• **About this exercise**: Using the records below, copy every line that holds the string "commands".

________

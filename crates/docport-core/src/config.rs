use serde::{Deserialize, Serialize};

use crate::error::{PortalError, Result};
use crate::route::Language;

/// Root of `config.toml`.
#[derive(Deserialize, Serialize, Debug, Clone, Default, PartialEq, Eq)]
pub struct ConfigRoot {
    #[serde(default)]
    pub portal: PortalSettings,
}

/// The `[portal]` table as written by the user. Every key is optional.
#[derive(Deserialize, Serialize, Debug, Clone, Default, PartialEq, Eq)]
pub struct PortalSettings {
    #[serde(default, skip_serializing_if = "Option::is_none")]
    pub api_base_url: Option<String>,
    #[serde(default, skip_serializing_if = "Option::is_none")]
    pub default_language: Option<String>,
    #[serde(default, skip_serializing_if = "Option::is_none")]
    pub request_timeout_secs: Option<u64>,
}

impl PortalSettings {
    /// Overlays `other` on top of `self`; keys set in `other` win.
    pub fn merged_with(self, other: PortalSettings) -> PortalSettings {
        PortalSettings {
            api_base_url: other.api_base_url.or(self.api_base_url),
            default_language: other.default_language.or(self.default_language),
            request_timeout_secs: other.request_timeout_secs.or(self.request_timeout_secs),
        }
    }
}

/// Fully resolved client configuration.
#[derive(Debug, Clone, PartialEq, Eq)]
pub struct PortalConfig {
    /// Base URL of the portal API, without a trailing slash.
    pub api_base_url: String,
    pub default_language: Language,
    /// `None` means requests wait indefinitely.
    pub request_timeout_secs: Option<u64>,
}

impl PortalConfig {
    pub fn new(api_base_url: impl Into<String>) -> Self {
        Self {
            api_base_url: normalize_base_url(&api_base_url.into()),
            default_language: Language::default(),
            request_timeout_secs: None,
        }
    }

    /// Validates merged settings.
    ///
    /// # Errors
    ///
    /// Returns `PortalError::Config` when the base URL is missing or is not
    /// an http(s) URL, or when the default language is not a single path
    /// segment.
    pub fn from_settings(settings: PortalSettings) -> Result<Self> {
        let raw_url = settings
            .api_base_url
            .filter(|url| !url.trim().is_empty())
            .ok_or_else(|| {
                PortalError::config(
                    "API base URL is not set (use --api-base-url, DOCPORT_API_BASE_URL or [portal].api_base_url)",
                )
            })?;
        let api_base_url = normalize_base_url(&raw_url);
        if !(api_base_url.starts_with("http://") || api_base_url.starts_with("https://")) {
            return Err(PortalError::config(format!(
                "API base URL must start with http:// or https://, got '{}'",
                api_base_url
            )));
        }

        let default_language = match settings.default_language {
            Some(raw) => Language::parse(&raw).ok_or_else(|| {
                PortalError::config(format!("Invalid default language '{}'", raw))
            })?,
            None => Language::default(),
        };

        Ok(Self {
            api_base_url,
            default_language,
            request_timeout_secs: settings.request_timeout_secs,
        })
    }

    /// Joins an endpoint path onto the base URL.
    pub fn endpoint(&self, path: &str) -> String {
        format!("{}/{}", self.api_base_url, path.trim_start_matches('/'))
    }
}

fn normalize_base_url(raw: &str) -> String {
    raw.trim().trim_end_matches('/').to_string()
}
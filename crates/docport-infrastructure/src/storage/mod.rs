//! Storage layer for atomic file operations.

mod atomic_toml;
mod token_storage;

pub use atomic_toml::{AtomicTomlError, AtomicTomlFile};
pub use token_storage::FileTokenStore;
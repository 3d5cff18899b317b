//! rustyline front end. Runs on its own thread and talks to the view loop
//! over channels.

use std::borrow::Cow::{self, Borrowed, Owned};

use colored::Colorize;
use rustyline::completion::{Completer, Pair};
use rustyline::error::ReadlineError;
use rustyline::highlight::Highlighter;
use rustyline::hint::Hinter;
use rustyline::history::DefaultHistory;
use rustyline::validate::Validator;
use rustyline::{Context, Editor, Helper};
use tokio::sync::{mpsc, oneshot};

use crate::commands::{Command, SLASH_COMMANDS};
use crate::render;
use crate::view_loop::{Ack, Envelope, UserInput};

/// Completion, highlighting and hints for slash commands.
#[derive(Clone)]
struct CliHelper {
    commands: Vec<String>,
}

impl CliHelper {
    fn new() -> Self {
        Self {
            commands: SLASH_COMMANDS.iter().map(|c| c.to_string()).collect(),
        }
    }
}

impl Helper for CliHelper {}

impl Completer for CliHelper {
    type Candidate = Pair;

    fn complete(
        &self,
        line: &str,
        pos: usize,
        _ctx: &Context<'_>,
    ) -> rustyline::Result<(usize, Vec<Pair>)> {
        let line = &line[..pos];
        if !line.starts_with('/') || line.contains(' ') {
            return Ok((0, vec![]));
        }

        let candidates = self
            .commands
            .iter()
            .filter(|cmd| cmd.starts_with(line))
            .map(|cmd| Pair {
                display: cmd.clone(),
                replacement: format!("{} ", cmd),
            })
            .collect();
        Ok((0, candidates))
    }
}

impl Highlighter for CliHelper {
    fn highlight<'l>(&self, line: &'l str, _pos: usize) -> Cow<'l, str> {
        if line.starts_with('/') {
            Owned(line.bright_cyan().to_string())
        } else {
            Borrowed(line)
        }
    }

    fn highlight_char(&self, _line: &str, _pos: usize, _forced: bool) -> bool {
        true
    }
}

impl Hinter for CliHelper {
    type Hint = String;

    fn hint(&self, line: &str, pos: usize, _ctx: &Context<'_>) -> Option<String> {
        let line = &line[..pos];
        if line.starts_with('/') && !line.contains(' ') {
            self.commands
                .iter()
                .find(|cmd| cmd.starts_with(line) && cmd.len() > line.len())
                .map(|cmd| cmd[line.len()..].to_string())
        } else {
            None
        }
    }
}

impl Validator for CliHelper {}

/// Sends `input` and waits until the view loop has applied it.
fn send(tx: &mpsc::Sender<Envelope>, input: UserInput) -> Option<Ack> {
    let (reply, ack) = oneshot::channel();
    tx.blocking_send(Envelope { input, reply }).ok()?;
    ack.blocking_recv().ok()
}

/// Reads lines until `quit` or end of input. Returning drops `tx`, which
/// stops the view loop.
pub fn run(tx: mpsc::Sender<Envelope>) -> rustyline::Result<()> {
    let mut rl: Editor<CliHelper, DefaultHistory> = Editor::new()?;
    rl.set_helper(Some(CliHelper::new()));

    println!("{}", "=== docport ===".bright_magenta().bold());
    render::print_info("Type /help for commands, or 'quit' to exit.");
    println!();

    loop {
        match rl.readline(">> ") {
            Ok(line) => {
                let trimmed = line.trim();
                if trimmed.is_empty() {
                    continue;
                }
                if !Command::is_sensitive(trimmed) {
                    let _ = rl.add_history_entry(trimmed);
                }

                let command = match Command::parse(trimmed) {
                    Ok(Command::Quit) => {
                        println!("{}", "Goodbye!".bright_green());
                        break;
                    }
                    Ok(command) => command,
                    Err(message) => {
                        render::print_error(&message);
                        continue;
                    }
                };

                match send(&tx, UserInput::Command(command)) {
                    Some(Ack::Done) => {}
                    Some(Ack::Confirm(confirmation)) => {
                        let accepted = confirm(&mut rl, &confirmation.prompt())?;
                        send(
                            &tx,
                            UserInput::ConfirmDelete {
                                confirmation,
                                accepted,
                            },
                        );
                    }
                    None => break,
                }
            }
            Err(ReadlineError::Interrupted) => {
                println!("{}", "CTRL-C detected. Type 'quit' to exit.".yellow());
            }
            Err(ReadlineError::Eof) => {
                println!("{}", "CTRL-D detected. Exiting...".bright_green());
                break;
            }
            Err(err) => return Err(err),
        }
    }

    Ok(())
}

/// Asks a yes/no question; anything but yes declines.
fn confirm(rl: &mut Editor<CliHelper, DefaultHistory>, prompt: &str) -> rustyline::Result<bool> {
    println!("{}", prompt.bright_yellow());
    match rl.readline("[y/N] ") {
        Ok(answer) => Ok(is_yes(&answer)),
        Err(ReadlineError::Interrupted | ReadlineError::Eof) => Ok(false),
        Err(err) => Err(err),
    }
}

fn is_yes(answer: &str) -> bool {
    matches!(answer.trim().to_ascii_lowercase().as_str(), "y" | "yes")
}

________

• **Output below**:
use crate::commands::{Command, SLASH_COMMANDS};
/// Completion, highlighting and hints for slash commands.
    commands: Vec<String>,
            commands: SLASH_COMMANDS.iter().map(|c| c.to_string()).collect(),
            .commands
            self.commands
    render::print_info("Type /help for commands, or 'quit' to exit.");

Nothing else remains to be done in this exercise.